This particular job is very simplistic - it just copies data from A to B. Notes about the job file contents:

  1. The job is referring to mydata which was the name of the CSV datastore defined in the configuration file.

  2. There is another HDFS file reference used in the "File" property. The filename format is the same as in the configuration file.

If your desktop application has access to the namenode then you can build this job in the desktop application, save it and run it on spark. There is nothing particular about this job that makes it runnable on spark, except that the file references involved are resolvable from the hadoop nodes.

Upload executables to HDFS

In the installation of DataCleaner you will find the file 'DataCleaner-spark.jar'.

This jar file contains the core of what is needed to run DataCleaner with Apache Spark on Hadoop. It contains also the standard components of DataCleaner.

Upload this jar file to HDFS in the folder /datacleaner/lib.

Upload your DataCleaner license file to /datacleaner/hi_datacleaner.lic.

Upload any extension jar files that you need (for instance Groovy-DataCleaner.jar) to that same folder.

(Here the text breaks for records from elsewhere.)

pub mod action;
mod async_runtime;
pub mod app_core;
pub mod bus;
pub mod controller;
pub mod domain;
pub mod download;
pub mod gitlab;
pub mod persistence;
pub mod ports;
pub mod screen;

pub use action::{ActionError, ActionKind, ActionRequest, ActionRunId};
pub use app_core::*;
pub use bus::{BusEvent, BusSubscription, EventBus};
pub use controller::BuildActionController;
pub use domain::BuildScreenState;
pub use download::ArtifactDownloadImpl;
pub use gitlab::GitLabBuildService;
pub use ports::*;
pub use screen::{BuildScreen, StoreSurface};
use axum::http::{HeaderMap, StatusCode};
use axum::routing::{get, post};
use axum::Router;
use labcoat_core::{Account, BuildStatus};
use labcoat_infra::{ApiError, GitLabClient};
use std::net::SocketAddr;

const TOKEN: &str = "s3cr3t";

fn job_json(id: u64, status: &str) -> String {
    format!(
        r#"{{ "id": {id}, "status": "{status}", "name": "rspec", "stage": "test", "ref": "main" }}"#
    )
}

fn authorized(headers: &HeaderMap) -> bool {
    headers
        .get("PRIVATE-TOKEN")
        .and_then(|v| v.to_str().ok())
        .is_some_and(|v| v == TOKEN)
}

async fn start_mock_server() -> (SocketAddr, tokio::task::JoinHandle<()>) {
    let app = Router::new()
        .route(
            "/api/v4/projects/7/jobs/42",
            get(|headers: HeaderMap| async move {
                if authorized(&headers) {
                    (StatusCode::OK, job_json(42, "failed"))
                } else {
                    (StatusCode::UNAUTHORIZED, "401 Unauthorized".to_string())
                }
            }),
        )
        .route(
            "/api/v4/projects/7/jobs/42/retry",
            post(|headers: HeaderMap| async move {
                if authorized(&headers) {
                    (StatusCode::CREATED, job_json(43, "pending"))
                } else {
                    (StatusCode::UNAUTHORIZED, "401 Unauthorized".to_string())
                }
            }),
        )
        .route(
            "/api/v4/projects/7/jobs/42/cancel",
            post(|| async { (StatusCode::CREATED, job_json(42, "canceled")) }),
        )
        .route(
            "/api/v4/projects/7/jobs/42/erase",
            post(|| async { (StatusCode::FORBIDDEN, "403 Forbidden".to_string()) }),
        )
        .route(
            "/api/v4/projects/7/jobs/99/cancel",
            post(|| async { (StatusCode::OK, "<html>not json</html>".to_string()) }),
        );

    let listener = tokio::net::TcpListener::bind("127.0.0.1:0").await.unwrap();
    let addr = listener.local_addr().unwrap();
    let handle = tokio::spawn(async move {
        axum::serve(listener, app).await.unwrap();
    });

    (addr, handle)
}

fn client_for(addr: SocketAddr, token: &str) -> GitLabClient {
    let account = Account {
        server_url: format!("http://{addr}/"),
        private_token: token.to_string(),
        username: None,
    };
    let http = labcoat_infra::default_http_client().unwrap();
    GitLabClient::new(http, &account).unwrap()
}

#[tokio::test]
async fn build_actions_hit_job_endpoints_with_token() {
    let (addr, server) = start_mock_server().await;
    let api = client_for(addr, TOKEN);

    let build = api.get_build(7, 42).await.expect("get build");
    assert_eq!(build.status, BuildStatus::Failed);

    let retried = api.retry_build(7, 42).await.expect("retry");
    assert_eq!(retried.id, 43);
    assert_eq!(retried.status, BuildStatus::Pending);

    let canceled = api.cancel_build(7, 42).await.expect("cancel");
    assert_eq!(canceled.status, BuildStatus::Canceled);

    server.abort();
}

#[tokio::test]
async fn error_status_and_bad_bodies_surface_as_api_errors() {
    let (addr, server) = start_mock_server().await;

    let api = client_for(addr, TOKEN);
    match api.erase_build(7, 42).await {
        Err(ApiError::Status { status, body }) => {
            assert_eq!(status, 403);
            assert_eq!(body, "403 Forbidden");
        }
        other => panic!("expected status error, got {other:?}"),
    }

    assert!(matches!(
        api.cancel_build(7, 99).await,
        Err(ApiError::Decode(_))
    ));

    let unauthorized = client_for(addr, "wrong");
    assert!(matches!(
        unauthorized.retry_build(7, 42).await,
        Err(ApiError::Status { status: 401, .. })
    ));

    server.abort();
}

Launching DataCleaner jobs using Spark

Go to the Spark installation path to run the job. Use the following command line template:

			bin/spark-submit --class org.datacleaner.spark.Main --master yarn-cluster /path/to/DataCleaner-spark.jar
			/path/to/conf.xml /path/to/job_file.analysis.xml ([/path/to/custom_properties.properties])
		

A convenient way to organize it is in a shell script like the below, where every individual argument can be edited line by line:

			#!/bin/sh
			SPARK_HOME=/path/to/apache-spark
			SPARK_MASTER=yarn-cluster
			DC_PRIMARY_JAR=/path/to/DataCleaner-spark.jar
			DC_EXTENSION_JARS=/path/to/extension1.jar,/path/to/extension2.jar
			DC_CONF_FILE=hdfs:///path/to/conf.xml
			DC_JOB_FILE=hdfs:///path/to/job_file.analysis.xml
			DC_PROPS=hdfs:///path/to/custom_properties.properties
			
			DC_COMMAND="$SPARK_HOME/bin/spark-submit"
			DC_COMMAND="$DC_COMMAND --class org.datacleaner.spark.Main"
			DC_COMMAND="$DC_COMMAND --master $SPARK_MASTER"
			
			echo "Using DataCleaner executable: $DC_PRIMARY_JAR"
			if [ "$DC_EXTENSION_JARS" != "" ]; then
			  echo "Adding extensions: $DC_EXTENSION_JARS"
			  DC_COMMAND="$DC_COMMAND --jars $DC_EXTENSION_JARS"
			fi

			DC_COMMAND="$DC_COMMAND $DC_PRIMARY_JAR $DC_CONF_FILE $DC_JOB_FILE $DC_PROPS"
			
			echo "Submitting DataCleaner job $DC_JOB_FILE to Spark $SPARK_MASTER"
			$DC_COMMAND
		

The example makes it clear that there are a few more parameters to invoking the job. Let's go through them:

  1. SPARK_MASTER represents the location of the Driver program, see the section on Hadoop deployment overview.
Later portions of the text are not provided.